Strategy holds approximately 843,706 BTC at an average acquisition price of $75,600 per coin. With Bitcoin hovering near $60,000, the math is brutally simple: the company is sitting on a portfolio worth roughly $15,600 less per coin than what it paid.

Under fair value accounting rules, which require companies to mark their crypto holdings to current market prices, these unrealized losses flow directly into Strategy’s financial statements. Every quarterly report now reads like a scorecard for Bitcoin’s price performance.

MSTR shares have declined sharply in 2026, trading well below previous highs. The stock, which once served as a leveraged proxy for Bitcoin bulls who wanted equity market exposure, has become a cautionary tale about concentration risk.

Why selling 32 Bitcoin matters more than 32 Bitcoin

Let’s be clear about the numbers. Selling 32 BTC out of a stash of nearly 844,000 is like emptying a thimble from a swimming pool. It represents roughly 0.004% of Strategy’s total holdings. The $2.5 million in proceeds wouldn’t cover a month of interest payments on the company’s debt.

The sale also exerted some downward pressure on Bitcoin’s price, not because 32 BTC moves markets, but because the signal it sent rattled sentiment.

Strategy has continued raising equity capital to support what it describes as minor additional Bitcoin purchases.

What this means for the corporate Bitcoin treasury model

Strategy didn’t just pioneer the corporate Bitcoin treasury playbook.
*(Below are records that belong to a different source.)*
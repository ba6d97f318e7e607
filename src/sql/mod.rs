//! Command processing module
//!
//! This module provides:
//! - `parser`: command lexer and parser
//! - `types`: column types and values
//! - `schema`: table and column schema definitions
//! - `cache`: select result cache
//! - `executor`: statement execution
//! - `engine`: schema and data access, sessions

pub mod cache;
pub mod engine;
pub mod executor;
pub mod parser;
pub mod schema;
pub mod types;
use crate::error::{Error, Result};
use crate::sql::parser::ast::{Clause, Command, Statement};
use crate::sql::parser::lexer::{Keyword, QuoteState, words};
use crate::sql::types::{Value, is_integer_literal};

pub mod ast;
mod lexer;

const USAGE_CREATE_TABLE: &str = "create_table <table> <col:type> [<col:type> ...]";
const USAGE_DROP_TABLE: &str = "drop_table <table>";
const USAGE_INSERT: &str = "insert into <table> values (<v1>, <v2>, ...)";
const USAGE_SELECT: &str = "select from <table> [where <col> = <value>]";
const USAGE_UPDATE: &str = "update <table> set <col>=<value>[, ...] where <col>=<value>[, ...]";
const USAGE_DELETE: &str = "delete from <table> where <col>=<value>[, ...]";

/// Command parser - turns one input line into a [`Command`]
///
/// The command header (keywords and table name) is split into words with
/// shell-like quoting. Payloads after `values`, `set` and `where` are located
/// in the raw text and split on commas outside quoted spans.
pub struct Parser<'a> {
    text: &'a str,
}

impl<'a> Parser<'a> {
    pub fn new(input: &'a str) -> Self {
        Parser { text: input.trim() }
    }

    /// Parses the whole line; never yields a partially filled command
    pub fn parse(&mut self) -> Result<Command> {
        let head = match self.text.split_whitespace().next() {
            Some(head) => head.to_lowercase(),
            None => return Ok(Command::Empty),
        };

        let stmt = match Keyword::from_str(&head) {
            Some(Keyword::Help) => {
                self.expect_no_args(Keyword::Help)?;
                return Ok(Command::Help);
            }
            Some(Keyword::Exit) => {
                self.expect_no_args(Keyword::Exit)?;
                return Ok(Command::Exit);
            }
            Some(Keyword::ListTables) => {
                self.expect_no_args(Keyword::ListTables)?;
                Statement::ListTables
            }
            Some(Keyword::CreateTable) => self.parse_create_table()?,
            Some(Keyword::DropTable) => self.parse_drop_table()?,
            Some(Keyword::Insert) => self.parse_insert()?,
            Some(Keyword::Select) => self.parse_select()?,
            Some(Keyword::Update) => self.parse_update()?,
            Some(Keyword::Delete) => self.parse_delete()?,
            _ => return Ok(Command::Unknown(head)),
        };
        Ok(Command::Statement(stmt))
    }

    fn expect_no_args(&self, keyword: Keyword) -> Result<()> {
        let words = words(self.text)?;
        if words.len() != 1 {
            return Err(Error::Parse(format!("{} takes no arguments", keyword)));
        }
        Ok(())
    }

    /// create_table <table> <col:type> [<col:type> ...]
    fn parse_create_table(&self) -> Result<Statement> {
        let mut words = words(self.text)?.into_iter().skip(1);
        let name = next_table_name(&mut words, USAGE_CREATE_TABLE)?;
        let columns = words.collect::<Vec<_>>();
        if columns.is_empty() {
            return Err(usage(USAGE_CREATE_TABLE));
        }
        Ok(Statement::CreateTable { name, columns })
    }

    /// drop_table <table>
    fn parse_drop_table(&self) -> Result<Statement> {
        let words = words(self.text)?;
        if words.len() != 2 {
            return Err(usage(USAGE_DROP_TABLE));
        }
        let name = next_table_name(&mut words.into_iter().skip(1), USAGE_DROP_TABLE)?;
        Ok(Statement::DropTable { name })
    }

    /// insert into <table> values (<v1>, <v2>, ...)
    fn parse_insert(&self) -> Result<Statement> {
        let (start, end) = self
            .find_keyword(Keyword::Values, 0)
            .ok_or_else(|| missing_keyword(Keyword::Values, USAGE_INSERT))?;
        let table_name = self.parse_header(&self.text[..start], Some(Keyword::Into), USAGE_INSERT)?;

        let payload = self.text[end..].trim();
        let inner = payload
            .strip_prefix('(')
            .and_then(|p| p.strip_suffix(')'))
            .ok_or_else(|| Error::Parse(format!("expected parentheses: {}", USAGE_INSERT)))?;
        check_parentheses(inner)?;

        let values = split_outside_quotes(inner, ',')?
            .into_iter()
            .map(parse_literal)
            .collect::<Result<Vec<_>>>()?;
        Ok(Statement::Insert { table_name, values })
    }

    /// select from <table> [where <col> = <value>]
    fn parse_select(&self) -> Result<Statement> {
        let (header, condition) = match self.find_keyword(Keyword::Where, 0) {
            Some((start, end)) => (&self.text[..start], Some(&self.text[end..])),
            None => (self.text, None),
        };
        let table_name = self.parse_header(header, Some(Keyword::From), USAGE_SELECT)?;
        let where_clause = condition
            .map(|c| parse_clause(c, Keyword::Where))
            .transpose()?;
        Ok(Statement::Select { table_name, where_clause })
    }

    /// update <table> set <col>=<value>[, ...] where <col>=<value>[, ...]
    fn parse_update(&self) -> Result<Statement> {
        let (set_start, set_end) = self
            .find_keyword(Keyword::Set, 0)
            .ok_or_else(|| missing_keyword(Keyword::Set, USAGE_UPDATE))?;
        let (where_start, where_end) = self
            .find_keyword(Keyword::Where, set_end)
            .ok_or_else(|| missing_keyword(Keyword::Where, USAGE_UPDATE))?;

        let table_name = self.parse_header(&self.text[..set_start], None, USAGE_UPDATE)?;
        let set = parse_clause(&self.text[set_end..where_start], Keyword::Set)?;
        let where_clause = parse_clause(&self.text[where_end..], Keyword::Where)?;
        Ok(Statement::Update { table_name, set, where_clause })
    }

    /// delete from <table> where <col>=<value>[, ...]
    fn parse_delete(&self) -> Result<Statement> {
        let (start, end) = self
            .find_keyword(Keyword::Where, 0)
            .ok_or_else(|| missing_keyword(Keyword::Where, USAGE_DELETE))?;
        let table_name = self.parse_header(&self.text[..start], Some(Keyword::From), USAGE_DELETE)?;
        let where_clause = parse_clause(&self.text[end..], Keyword::Where)?;
        Ok(Statement::Delete { table_name, where_clause })
    }

    /// Parses `<command> [<keyword>] <table>` and returns the table name
    fn parse_header(&self, header: &str, keyword: Option<Keyword>, usage_text: &str) -> Result<String> {
        let mut words = words(header)?.into_iter().skip(1);
        if let Some(keyword) = keyword {
            match words.next() {
                Some(w) if keyword.matches(&w) => {}
                _ => return Err(missing_keyword(keyword, usage_text)),
            }
        }
        let table_name = next_table_name(&mut words, usage_text)?;
        if let Some(extra) = words.next() {
            return Err(Error::Parse(format!(
                "unexpected token {}, expected: {}",
                extra, usage_text
            )));
        }
        Ok(table_name)
    }

    /// Finds `keyword` as a standalone word outside quoted spans, starting
    /// at byte offset `from`. Returns the byte range of the keyword.
    fn find_keyword(&self, keyword: Keyword, from: usize) -> Option<(usize, usize)> {
        let kw = keyword.to_str();
        let mut state = QuoteState::default();
        let mut prev: Option<char> = None;

        for (i, c) in self.text.char_indices() {
            let outside = state.feed(c);
            let boundary_before = prev.is_none_or(|p| p.is_whitespace() || p == ')');
            prev = Some(c);
            if !outside || i < from || !boundary_before {
                continue;
            }

            let end = i + kw.len();
            let Some(candidate) = self.text.get(i..end) else {
                continue;
            };
            let boundary_after = self.text[end..]
                .chars()
                .next()
                .is_none_or(|n| n.is_whitespace() || n == '(');
            if boundary_after && keyword.matches(candidate) {
                return Some((i, end));
            }
        }
        None
    }
}

fn usage(usage_text: &str) -> Error {
    Error::Parse(format!("expected: {}", usage_text))
}

fn missing_keyword(keyword: Keyword, usage_text: &str) -> Error {
    Error::Parse(format!("expected keyword {}: {}", keyword, usage_text))
}

fn next_table_name(words: &mut impl Iterator<Item = String>, usage_text: &str) -> Result<String> {
    match words.next() {
        Some(name) if !name.is_empty() => Ok(name),
        _ => Err(Error::Parse(format!("expected table name: {}", usage_text))),
    }
}

/// Rejects parentheses outside quoted spans inside the value list
fn check_parentheses(inner: &str) -> Result<()> {
    let mut state = QuoteState::default();
    for c in inner.chars() {
        if state.feed(c) && (c == '(' || c == ')') {
            return Err(Error::Parse("unbalanced parentheses in values list".to_string()));
        }
    }
    Ok(())
}

/// Splits on `sep` characters that are outside quoted and escaped spans;
/// items are trimmed
fn split_outside_quotes(text: &str, sep: char) -> Result<Vec<&str>> {
    let mut items = Vec::new();
    let mut state = QuoteState::default();
    let mut start = 0;

    for (i, c) in text.char_indices() {
        if state.feed(c) && c == sep {
            items.push(text[start..i].trim());
            start = i + c.len_utf8();
        }
    }
    if state.is_open() {
        return Err(Error::Parse(format!("no closing quotation in {}", text.trim())));
    }
    items.push(text[start..].trim());
    Ok(items)
}

/// Splits `<col>=<value>` on the first `=` outside quoted spans
fn split_equals(text: &str) -> Result<(&str, &str)> {
    let mut state = QuoteState::default();
    for (i, c) in text.char_indices() {
        if state.feed(c) && c == '=' {
            return Ok((text[..i].trim(), text[i + 1..].trim()));
        }
    }
    Err(Error::Parse(format!("expected \"=\" in {}", text)))
}

/// Parses a comma separated list of `<col>=<value>` pairs
fn parse_clause(text: &str, keyword: Keyword) -> Result<Clause> {
    let mut clause = Clause::new();
    for item in split_outside_quotes(text, ',')? {
        if item.is_empty() {
            return Err(Error::Parse(format!("empty condition in {}", keyword)));
        }
        let (column, raw) = split_equals(item)?;
        if column.is_empty() {
            return Err(Error::Parse(format!("empty column name in {}", keyword)));
        }
        let value = parse_literal(raw)?;
        if !clause.insert(column.to_string(), value) {
            return Err(Error::Parse(format!("duplicate column {} in {}", column, keyword)));
        }
    }
    Ok(clause)
}

/// Parses one literal token
///
/// A token wrapped in matching quotes is text: the quotes are removed and
/// `\"`, `\'` and `\\` unescaped. Otherwise escape backslashes are dropped
/// and the result is, in priority order, `true`/`false` in any case, an
/// optionally signed run of digits, or text verbatim.
pub fn parse_literal(token: &str) -> Result<Value> {
    let t = token.trim();
    if t.is_empty() {
        return Err(Error::Parse("empty value".to_string()));
    }

    for quote in ['"', '\''] {
        if t.len() >= 2 && t.starts_with(quote) && t.ends_with(quote) {
            return Ok(Value::Text(unescape(&t[1..t.len() - 1])));
        }
    }

    let t = strip_escapes(t);
    if t.eq_ignore_ascii_case("true") {
        return Ok(Value::Boolean(true));
    }
    if t.eq_ignore_ascii_case("false") {
        return Ok(Value::Boolean(false));
    }

    if is_integer_literal(&t) {
        let n = t
            .parse::<i64>()
            .map_err(|err| Error::Parse(format!("invalid int value {}: {}", t, err)))?;
        return Ok(Value::Integer(n));
    }

    Ok(Value::Text(t))
}

/// Unescapes the body of a quoted literal
fn unescape(s: &str) -> String {
    let mut out = String::with_capacity(s.len());
    let mut chars = s.chars().peekable();
    while let Some(c) = chars.next() {
        match (c, chars.peek()) {
            ('\\', Some(&next @ ('"' | '\'' | '\\'))) => {
                out.push(next);
                chars.next();
            }
            (c, _) => out.push(c),
        }
    }
    out
}

/// Replaces every `\x` in an unquoted token with `x`
fn strip_escapes(s: &str) -> String {
    let mut out = String::with_capacity(s.len());
    let mut chars = s.chars();
    while let Some(c) = chars.next() {
        match c {
            '\\' => out.extend(chars.next()),
            c => out.push(c),
        }
    }
    out
}
//! Ingress, orchestration, and dispatch for the ticket archival service.
//!
//! Module boundaries mirror the component table: [`config`] (C14/C16),
//! [`middleware`] + [`http`] (C11), [`idempotency`] (C4), [`tags`] (C5),
//! [`tms`] (C7), [`snapshot`] (C8), [`renderer`] (the pluggable rendering
//! seam), [`orchestrator`] (C12, the funnel everything else feeds), and
//! [`dispatcher`] (C13). [`jobs`], [`metrics`], and [`logging`] are the
//! ambient observability stack (§9a).

pub mod config;
pub mod dispatcher;
pub mod http;
pub mod idempotency;
pub mod jobs;
pub mod logging;
pub mod metrics;
pub mod middleware;
pub mod orchestrator;
pub mod renderer;
pub mod snapshot;
pub mod tags;
pub mod ticket_id;
pub mod tms;

pub use dispatcher::{Dispatcher, InProcessDispatcher, ShutdownSignal};
pub use http::{build_router, AppState};
pub use orchestrator::{OrchestratorContext, ProcessOutcome};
It was the playbook. Every company that followed, from Tesla’s brief foray to the wave of smaller firms stacking sats on their balance sheets, was essentially copying Saylor’s homework.

When Bitcoin was appreciating, marking holdings to fair value made companies look like investment geniuses. Now the same accounting treatment is generating headline losses that dwarf the companies’ core operating businesses.

For investors holding MSTR stock, the stock now functions less like a software company equity and more like a leveraged Bitcoin ETF with additional credit risk layered on top.

Watch the convertible note maturities and the company’s ability to service its debt without further Bitcoin sales. That’s where the real stress test begins.